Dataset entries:

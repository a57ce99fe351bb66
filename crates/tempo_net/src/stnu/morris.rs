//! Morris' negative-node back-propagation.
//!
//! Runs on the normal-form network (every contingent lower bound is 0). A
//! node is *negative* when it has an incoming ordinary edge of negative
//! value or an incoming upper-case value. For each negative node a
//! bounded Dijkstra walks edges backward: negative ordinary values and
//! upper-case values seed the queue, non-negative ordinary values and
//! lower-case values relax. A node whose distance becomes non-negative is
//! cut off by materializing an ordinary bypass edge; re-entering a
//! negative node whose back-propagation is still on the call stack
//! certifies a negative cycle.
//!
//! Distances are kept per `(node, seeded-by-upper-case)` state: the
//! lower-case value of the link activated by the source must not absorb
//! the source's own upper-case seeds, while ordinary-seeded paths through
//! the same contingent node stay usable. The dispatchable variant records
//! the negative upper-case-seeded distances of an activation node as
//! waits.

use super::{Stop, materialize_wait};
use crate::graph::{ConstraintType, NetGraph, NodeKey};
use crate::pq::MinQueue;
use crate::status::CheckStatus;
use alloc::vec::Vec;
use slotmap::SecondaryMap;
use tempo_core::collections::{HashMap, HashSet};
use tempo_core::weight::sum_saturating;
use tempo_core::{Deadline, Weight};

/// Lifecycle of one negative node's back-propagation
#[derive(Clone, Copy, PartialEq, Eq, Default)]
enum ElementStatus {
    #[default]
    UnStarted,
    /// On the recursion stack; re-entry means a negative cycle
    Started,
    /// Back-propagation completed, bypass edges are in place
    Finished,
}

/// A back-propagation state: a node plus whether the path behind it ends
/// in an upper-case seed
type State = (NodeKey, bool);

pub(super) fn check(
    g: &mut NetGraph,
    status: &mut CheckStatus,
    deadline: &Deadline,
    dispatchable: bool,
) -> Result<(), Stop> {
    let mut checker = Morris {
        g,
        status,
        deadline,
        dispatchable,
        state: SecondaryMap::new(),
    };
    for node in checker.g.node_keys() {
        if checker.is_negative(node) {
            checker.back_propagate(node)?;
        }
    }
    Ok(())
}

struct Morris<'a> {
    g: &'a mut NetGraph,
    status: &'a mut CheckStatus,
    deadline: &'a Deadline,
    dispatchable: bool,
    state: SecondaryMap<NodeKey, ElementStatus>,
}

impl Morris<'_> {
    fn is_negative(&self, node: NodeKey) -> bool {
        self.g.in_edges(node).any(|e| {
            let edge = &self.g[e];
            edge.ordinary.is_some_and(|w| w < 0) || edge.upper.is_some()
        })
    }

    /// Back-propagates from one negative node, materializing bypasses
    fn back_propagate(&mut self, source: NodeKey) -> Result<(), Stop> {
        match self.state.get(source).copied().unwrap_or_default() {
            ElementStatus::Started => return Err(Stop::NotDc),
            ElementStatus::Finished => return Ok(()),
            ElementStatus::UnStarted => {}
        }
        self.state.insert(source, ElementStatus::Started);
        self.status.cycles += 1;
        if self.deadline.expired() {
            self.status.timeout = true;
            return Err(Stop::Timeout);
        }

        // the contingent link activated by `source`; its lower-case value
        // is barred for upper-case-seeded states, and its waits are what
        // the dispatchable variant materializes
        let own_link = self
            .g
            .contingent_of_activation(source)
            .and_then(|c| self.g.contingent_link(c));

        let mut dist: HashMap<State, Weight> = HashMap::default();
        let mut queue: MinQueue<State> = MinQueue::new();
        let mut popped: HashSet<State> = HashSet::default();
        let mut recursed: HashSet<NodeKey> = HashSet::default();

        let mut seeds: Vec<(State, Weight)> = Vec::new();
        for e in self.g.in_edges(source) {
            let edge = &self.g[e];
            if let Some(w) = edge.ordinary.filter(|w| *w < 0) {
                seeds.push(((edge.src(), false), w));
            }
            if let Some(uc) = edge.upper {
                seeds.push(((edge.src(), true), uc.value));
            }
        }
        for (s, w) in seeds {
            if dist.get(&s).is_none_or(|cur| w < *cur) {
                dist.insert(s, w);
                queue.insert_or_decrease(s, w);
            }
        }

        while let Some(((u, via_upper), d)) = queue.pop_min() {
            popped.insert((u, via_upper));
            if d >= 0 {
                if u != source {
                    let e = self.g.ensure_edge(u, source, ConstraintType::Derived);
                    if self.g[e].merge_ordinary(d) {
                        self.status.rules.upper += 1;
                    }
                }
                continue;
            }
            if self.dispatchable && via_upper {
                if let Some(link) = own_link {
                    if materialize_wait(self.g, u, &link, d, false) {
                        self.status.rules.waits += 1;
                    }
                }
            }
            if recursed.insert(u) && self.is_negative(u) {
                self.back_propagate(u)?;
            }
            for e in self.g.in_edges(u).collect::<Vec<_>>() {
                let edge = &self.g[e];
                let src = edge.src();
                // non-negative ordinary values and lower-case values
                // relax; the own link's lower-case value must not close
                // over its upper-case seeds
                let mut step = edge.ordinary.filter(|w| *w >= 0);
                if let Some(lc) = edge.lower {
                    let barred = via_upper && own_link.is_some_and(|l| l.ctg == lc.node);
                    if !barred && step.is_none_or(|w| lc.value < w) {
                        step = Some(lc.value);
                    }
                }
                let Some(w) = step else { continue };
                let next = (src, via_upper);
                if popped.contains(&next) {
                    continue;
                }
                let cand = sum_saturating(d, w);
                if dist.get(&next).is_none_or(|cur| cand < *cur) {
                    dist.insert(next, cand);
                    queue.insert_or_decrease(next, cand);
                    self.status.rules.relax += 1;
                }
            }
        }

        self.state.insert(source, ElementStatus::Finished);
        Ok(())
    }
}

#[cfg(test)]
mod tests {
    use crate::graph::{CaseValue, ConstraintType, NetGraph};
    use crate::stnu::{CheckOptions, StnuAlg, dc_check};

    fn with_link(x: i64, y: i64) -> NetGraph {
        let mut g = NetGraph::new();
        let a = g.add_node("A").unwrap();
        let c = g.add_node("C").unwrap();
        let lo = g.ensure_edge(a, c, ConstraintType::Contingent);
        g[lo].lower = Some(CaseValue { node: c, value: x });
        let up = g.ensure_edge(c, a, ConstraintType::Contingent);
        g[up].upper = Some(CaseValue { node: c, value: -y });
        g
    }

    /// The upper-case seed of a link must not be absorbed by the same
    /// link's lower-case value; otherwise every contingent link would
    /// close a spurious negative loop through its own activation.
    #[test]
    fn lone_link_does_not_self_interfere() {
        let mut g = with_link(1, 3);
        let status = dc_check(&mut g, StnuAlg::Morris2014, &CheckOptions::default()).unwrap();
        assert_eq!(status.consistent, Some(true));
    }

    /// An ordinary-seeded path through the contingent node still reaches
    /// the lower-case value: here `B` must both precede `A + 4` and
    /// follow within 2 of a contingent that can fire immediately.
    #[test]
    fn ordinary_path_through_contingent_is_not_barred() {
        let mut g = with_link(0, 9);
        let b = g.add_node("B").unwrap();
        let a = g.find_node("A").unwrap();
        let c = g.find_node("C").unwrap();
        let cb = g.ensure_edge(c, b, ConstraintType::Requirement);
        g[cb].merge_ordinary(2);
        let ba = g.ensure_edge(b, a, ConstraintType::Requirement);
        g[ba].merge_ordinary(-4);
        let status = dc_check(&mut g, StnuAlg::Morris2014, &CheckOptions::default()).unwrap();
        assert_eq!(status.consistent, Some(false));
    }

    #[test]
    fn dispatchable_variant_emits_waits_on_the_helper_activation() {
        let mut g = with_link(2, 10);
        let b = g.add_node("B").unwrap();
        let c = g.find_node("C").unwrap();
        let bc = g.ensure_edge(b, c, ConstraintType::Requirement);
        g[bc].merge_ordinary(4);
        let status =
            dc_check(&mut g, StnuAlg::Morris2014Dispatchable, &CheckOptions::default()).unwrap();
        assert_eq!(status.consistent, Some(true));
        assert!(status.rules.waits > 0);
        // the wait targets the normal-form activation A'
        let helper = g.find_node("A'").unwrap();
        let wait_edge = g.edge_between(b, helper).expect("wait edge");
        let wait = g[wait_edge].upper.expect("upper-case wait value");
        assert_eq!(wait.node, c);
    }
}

Your instructions:
Find every line of the data that holds the string "propagation", then say how many there are and nothing else.

Result:
5